Return, from the listing below, each line where the word "probes" appears.

• **Input data**
[Start of Attachment]

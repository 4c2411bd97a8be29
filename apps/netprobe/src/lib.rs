//! netprobe - sequential network connectivity tester
//!
//! Runs a fixed list of probes (host resolution, TCP connect, web fetch,
//! staged downloads) one after another on a background task, with a
//! cooperative stop and a persisted per-probe on/off selection.

pub mod app;
pub mod cli;
pub mod config;
pub mod db;
pub mod error;
pub mod events;
pub mod logging;
pub mod platform;
pub mod probes;
pub mod services;

pub use cli::{run, Cli};
//! Repository for settings-related database operations

use rusqlite::Connection;
use std::collections::HashMap;

use crate::error::{NetprobeError, Result};

/// Get a single setting value
///
/// # Arguments
/// * `conn` - Database connection
/// * `key` - The setting key
///
/// # Returns
/// The setting value as JSON, or None if not found
pub fn get_setting(conn: &Connection, key: &str) -> Result<Option<serde_json::Value>> {
    let value: Option<String> = match conn.query_row(
        "SELECT value FROM settings WHERE key = ?1",
        [key],
        |row| row.get(0),
    ) {
        Ok(v) => Some(v),
        Err(rusqlite::Error::QueryReturnedNoRows) => None,
        Err(e) => return Err(NetprobeError::Database(e)),
    };

    match value {
        Some(v) => serde_json::from_str(&v)
            .map(Some)
            .map_err(NetprobeError::Json),
        None => Ok(None),
    }
}

/// Set a setting value
///
/// Accepts a plain connection or a transaction (which derefs to one).
pub fn set_setting(conn: &Connection, key: &str, value: &serde_json::Value) -> Result<()> {
    let value_str = serde_json::to_string(value).map_err(NetprobeError::Json)?;
    let now = chrono::Utc::now().to_rfc3339();

    conn.execute(
        r#"
        INSERT INTO settings (key, value, updated_at)
        VALUES (?1, ?2, ?3)
        ON CONFLICT(key) DO UPDATE SET value = ?2, updated_at = ?3
        "#,
        rusqlite::params![key, value_str, now],
    )
    .map_err(NetprobeError::Database)?;

    Ok(())
}

/// Get all settings as a HashMap
///
/// Rows whose value is not valid JSON are skipped.
pub fn get_all_settings(conn: &Connection) -> Result<HashMap<String, serde_json::Value>> {
    let mut stmt = conn
        .prepare("SELECT key, value FROM settings")
        .map_err(NetprobeError::Database)?;

    let settings: HashMap<String, serde_json::Value> = stmt
        .query_map([], |row| {
            let key: String = row.get(0)?;
            let value_str: String = row.get(1)?;
            Ok((key, value_str))
        })
        .map_err(NetprobeError::Database)?
        .filter_map(|r| r.ok())
        .filter_map(|(key, value_str)| {
            serde_json::from_str(&value_str)
                .ok()
                .map(|value| (key, value))
        })
        .collect();

    Ok(settings)
}

#[cfg(test)]
mod tests {
    use super::*;
    use rusqlite::Connection;

    fn setup_test_db() -> Connection {
        let conn = Connection::open_in_memory().unwrap();
        crate::db::schema::init_database(&conn).unwrap();
        conn
    }

    #[test]
    fn test_get_setting_not_found() {
        let conn = setup_test_db();
        let result = get_setting(&conn, "nonexistent").unwrap();
        assert!(result.is_none());
    }

    #[test]
    fn test_set_and_get_setting() {
        let conn = setup_test_db();

        set_setting(&conn, "probe.real-web.active", &serde_json::json!(false)).unwrap();

        let result = get_setting(&conn, "probe.real-web.active").unwrap();
        assert_eq!(result, Some(serde_json::json!(false)));
    }

    #[test]
    fn test_set_setting_overwrites() {
        let conn = setup_test_db();

        set_setting(&conn, "key", &serde_json::json!(true)).unwrap();
        set_setting(&conn, "key", &serde_json::json!(false)).unwrap();

        assert_eq!(
            get_setting(&conn, "key").unwrap(),
            Some(serde_json::json!(false))
        );
    }

    #[test]
    fn test_get_all_settings_skips_invalid_json() {
        let conn = setup_test_db();

        set_setting(&conn, "key1", &serde_json::json!("value1")).unwrap();
        conn.execute(
            "INSERT INTO settings (key, value) VALUES ('broken', '{not json')",
            [],
        )
        .unwrap();

        let result = get_all_settings(&conn).unwrap();
        assert_eq!(result.len(), 1);
        assert_eq!(result.get("key1"), Some(&serde_json::json!("value1")));
    }
}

[End of Attachment]

• **Response area**
//! Runs a fixed list of probes (host resolution, TCP connect, web fetch,
pub mod probes;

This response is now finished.